>>>>>

use crate::bus::{Dispatcher, EventBus};
use crate::dispatch::{AsyncDispatcher, SyncDispatcher};
use crate::error::{EventBusError, EventBusErrorExt, Result};
use crate::event::Event;
use crate::executor::{TaskExecutor, TokioExecutor};
use crate::registry::SubscriberRegistry;
use private::Sealed;
use std::fmt;
use std::marker::PhantomData;
use std::sync::Arc;
use std::sync::atomic::AtomicBool;
use std::time::Duration;
use tokio::runtime::Handle;
use tracing::debug;

/// How often an idle drain task sweeps the registry for dropped handlers.
const DEFAULT_RECLAIM_INTERVAL: Duration = Duration::from_secs(1);

struct AsyncConfig {
    executor: Option<Arc<dyn TaskExecutor>>,
    runtime: Option<Handle>,
    reclaim_interval: Duration,
}

impl Default for AsyncConfig {
    fn default() -> Self {
        Self { executor: None, runtime: None, reclaim_interval: DEFAULT_RECLAIM_INTERVAL }
    }
}

impl fmt::Debug for AsyncConfig {
    fn fmt(&self, f: &mut fmt::Formatter<'_>) -> fmt::Result {
        f.debug_struct("AsyncConfig")
            .field("executor", &self.executor.as_ref().map(|_| "custom"))
            .field("runtime", &self.runtime)
            .field("reclaim_interval", &self.reclaim_interval)
            .finish()
    }
}

#[derive(Debug, Default)]
pub struct NoMode;
#[derive(Debug)]
pub struct SyncMode;
#[derive(Debug)]
pub struct AsyncMode(AsyncConfig);

mod private {
    pub trait Sealed {}
}
impl Sealed for NoMode {}
impl Sealed for SyncMode {}
impl Sealed for AsyncMode {}

/// Typestate builder for [`EventBus`]: pick a dispatch mode, then configure it.
///
/// ```rust
/// use minibus::{EventBus, Message, Task};
/// use std::time::Duration;
///
/// # #[tokio::main]
/// # async fn main() -> Result<(), minibus::EventBusError> {
/// let bus = EventBus::<Message>::builder()
///     .asynchronous()
///     .executor(|task: Task| drop(std::thread::spawn(task)))
///     .reclaim_interval(Duration::from_millis(250))
///     .build()?;
/// bus.publish(Message::new("started"))?;
/// # Ok(())
/// # }
/// ```
#[allow(private_bounds)]
pub struct EventBusBuilder<E: Event, S: Sealed = NoMode> {
    state: S,
    _event: PhantomData<fn(E)>,
}

#[allow(private_bounds)]
impl<E: Event, S: Sealed> EventBusBuilder<E, S> {
    fn transition<N: Sealed>(self, state: N) -> EventBusBuilder<E, N> {
        EventBusBuilder { state, _event: PhantomData }
    }
}

impl<E: Event> EventBusBuilder<E, NoMode> {
    #[must_use = "Creates a new bus builder"]
    pub fn new() -> Self {
        Self { state: NoMode, _event: PhantomData }
    }

    #[must_use = "Selects inline delivery on the publishing thread"]
    pub fn synchronous(self) -> EventBusBuilder<E, SyncMode> {
        self.transition(SyncMode)
    }

    #[must_use = "Selects queued delivery through a task executor"]
    pub fn asynchronous(self) -> EventBusBuilder<E, AsyncMode> {
        self.transition(AsyncMode(AsyncConfig::default()))
    }
}

impl<E: Event> Default for EventBusBuilder<E, NoMode> {
    fn default() -> Self {
        Self::new()
    }
}

impl<E: Event> EventBusBuilder<E, SyncMode> {
    #[must_use]
    pub fn build(self) -> EventBus<E> {
        debug!(event = std::any::type_name::<E>(), "Creating synchronous event bus");
        EventBus::from_parts(
            Arc::new(SubscriberRegistry::new()),
            Dispatcher::Sync { dispatcher: SyncDispatcher::default(), closed: AtomicBool::new(false) },
        )
    }
}

impl<E: Event> EventBusBuilder<E, AsyncMode> {
    /// Sets the pool handlers run on. Defaults to [`TokioExecutor`] on the bus runtime.
    #[must_use = "Sets the task executor for handler invocations"]
    pub fn executor(mut self, executor: impl TaskExecutor) -> Self {
        self.state.0.executor = Some(Arc::new(executor));
        self
    }

    /// Sets the runtime the drain task is spawned on. Defaults to the current runtime.
    #[must_use = "Sets the runtime for the drain task"]
    pub fn runtime(mut self, handle: Handle) -> Self {
        self.state.0.runtime = Some(handle);
        self
    }

    /// Sets how often an idle drain task sweeps for dropped handlers.
    #[must_use = "Sets the idle reclamation interval"]
    pub const fn reclaim_interval(mut self, interval: Duration) -> Self {
        self.state.0.reclaim_interval = interval;
        self
    }

    /// Spawns the drain task and returns the bus.
    ///
    /// # Errors
    /// Returns [`EventBusError::InvalidConfiguration`] for a zero reclaim interval or a
    /// runtime built without the time driver, or [`EventBusError::RuntimeUnavailable`]
    /// if no runtime was given and the caller is not inside one.
    pub fn build(self) -> Result<EventBus<E>> {
        let AsyncConfig { executor, runtime, reclaim_interval } = self.state.0;
        if reclaim_interval.is_zero() {
            return Err(EventBusError::InvalidConfiguration {
                message: "reclaim interval must be greater than zero".into(),
                context: None,
            });
        }

        let runtime = match runtime {
            Some(handle) => handle,
            None => Handle::try_current().context("asynchronous event bus needs a Tokio runtime")?,
        };
        let executor =
            executor.unwrap_or_else(|| Arc::new(TokioExecutor::new(runtime.clone())));

        let registry = Arc::new(SubscriberRegistry::new());
        let dispatcher =
            AsyncDispatcher::spawn(Arc::clone(&registry), executor, &runtime, reclaim_interval)?;
        debug!(event = std::any::type_name::<E>(), "Created asynchronous event bus");
        Ok(EventBus::from_parts(registry, Dispatcher::Async(dispatcher)))
    }
}

impl<E: Event, S: Sealed + fmt::Debug> fmt::Debug for EventBusBuilder<E, S> {
    fn fmt(&self, f: &mut fmt::Formatter<'_>) -> fmt::Result {
        f.debug_struct("EventBusBuilder").field("state", &self.state).finish()
    }
}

<<<<<

Work instruction:
Every line that contains the string "finish" should be returned from the data.

Answer space:
            .finish()
        f.debug_struct("EventBusBuilder").field("state", &self.state).finish()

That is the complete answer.